▶ What you should do: Each entry below must appear in the answer exactly as written.

(Input material Opens)

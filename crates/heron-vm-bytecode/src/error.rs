//! Bytecode errors

use thiserror::Error;

/// Errors that can occur while emitting or decoding bytecode
#[derive(Debug, Error, PartialEq, Eq)]
pub enum BytecodeError {
    /// A side table ran out of 16-bit indices
    #[error("Too many distinct constants in {table} table (max 65535)")]
    TooManyConstants {
        /// Which table overflowed
        table: &'static str,
    },

    /// A resolved jump displacement does not fit a signed 16-bit operand
    #[error("Jump too large: {distance} bytes from offset {from}")]
    JumpTooLarge {
        /// Position of the jump instruction
        from: usize,
        /// Displacement that did not fit
        distance: isize,
    },

    /// Invalid opcode byte
    #[error("Invalid opcode 0x{opcode:02x} at offset {offset}")]
    InvalidOpcode {
        /// The offending byte
        opcode: u8,
        /// Its position
        offset: usize,
    },

    /// An instruction's operands run past the end of the code
    #[error("Truncated instruction at offset {0}")]
    Truncated(usize),

    /// A jump lands outside the code or in the middle of an instruction
    #[error("Jump at offset {from} targets {target}, which is not an instruction boundary")]
    BadJumpTarget {
        /// Position of the jump instruction
        from: usize,
        /// Computed target
        target: isize,
    },

    /// Two control-flow paths reach one instruction with different stack depths
    #[error("Stack depth mismatch at offset {offset}: {expected} vs {found}")]
    StackMismatch {
        /// Position of the instruction
        offset: usize,
        /// Depth recorded first
        expected: u32,
        /// Depth found on a later path
        found: u32,
    },

    /// An instruction pops more values than the stack holds
    #[error("Stack underflow at offset {0}")]
    StackUnderflow(usize),

    /// A table index or frame slot operand points past its region
    #[error("{region} index {index} at offset {offset} is out of range (len {len})")]
    OperandOutOfRange {
        /// Position of the instruction
        offset: usize,
        /// Table or frame region the operand indexes
        region: &'static str,
        /// The operand value
        index: u16,
        /// Size of the region
        len: usize,
    },

    /// A unit declares more parameters than it names
    #[error("{params} parameters declared but only {names} variable names")]
    ParamCount {
        /// Declared parameter count
        params: u16,
        /// Length of the variable name list
        names: usize,
    },
}

/// Result type for bytecode operations
pub type Result<T> = std::result::Result<T, BytecodeError>;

(Input material Closes)

▶ The answer:
filename crates/heron-vm-bytecode/src/error.rs
//! Bytecode errors

use thiserror::Error;

/// Errors that can occur while emitting or decoding bytecode
#[derive(Debug, Error, PartialEq, Eq)]
pub enum BytecodeError {
    /// A side table ran out of 16-bit indices
    #[error("Too many distinct constants in {table} table (max 65535)")]
    TooManyConstants {
        /// Which table overflowed
        table: &'static str,
    },

    /// A resolved jump displacement does not fit a signed 16-bit operand
    #[error("Jump too large: {distance} bytes from offset {from}")]
    JumpTooLarge {
        /// Position of the jump instruction
        from: usize,
        /// Displacement that did not fit
        distance: isize,
    },

    /// Invalid opcode byte
    #[error("Invalid opcode 0x{opcode:02x} at offset {offset}")]
    InvalidOpcode {
        /// The offending byte
        opcode: u8,
        /// Its position
        offset: usize,
    },

    /// An instruction's operands run past the end of the code
    #[error("Truncated instruction at offset {0}")]
    Truncated(usize),

    /// A jump lands outside the code or in the middle of an instruction
    #[error("Jump at offset {from} targets {target}, which is not an instruction boundary")]
    BadJumpTarget {
        /// Position of the jump instruction
        from: usize,
        /// Computed target
        target: isize,
    },

    /// Two control-flow paths reach one instruction with different stack depths
    #[error("Stack depth mismatch at offset {offset}: {expected} vs {found}")]
    StackMismatch {
        /// Position of the instruction
        offset: usize,
        /// Depth recorded first
        expected: u32,
        /// Depth found on a later path
        found: u32,
    },

    /// An instruction pops more values than the stack holds
    #[error("Stack underflow at offset {0}")]
    StackUnderflow(usize),

    /// A table index or frame slot operand points past its region
    #[error("{region} index {index} at offset {offset} is out of range (len {len})")]
    OperandOutOfRange {
        /// Position of the instruction
        offset: usize,
        /// Table or frame region the operand indexes
        region: &'static str,
        /// The operand value
        index: u16,
        /// Size of the region
        len: usize,
    },

    /// A unit declares more parameters than it names
    #[error("{params} parameters declared but only {names} variable names")]
    ParamCount {
        /// Declared parameter count
        params: u16,
        /// Length of the variable name list
        names: usize,
    },
}

/// Result type for bytecode operations
pub type Result<T> = std::result::Result<T, BytecodeError>;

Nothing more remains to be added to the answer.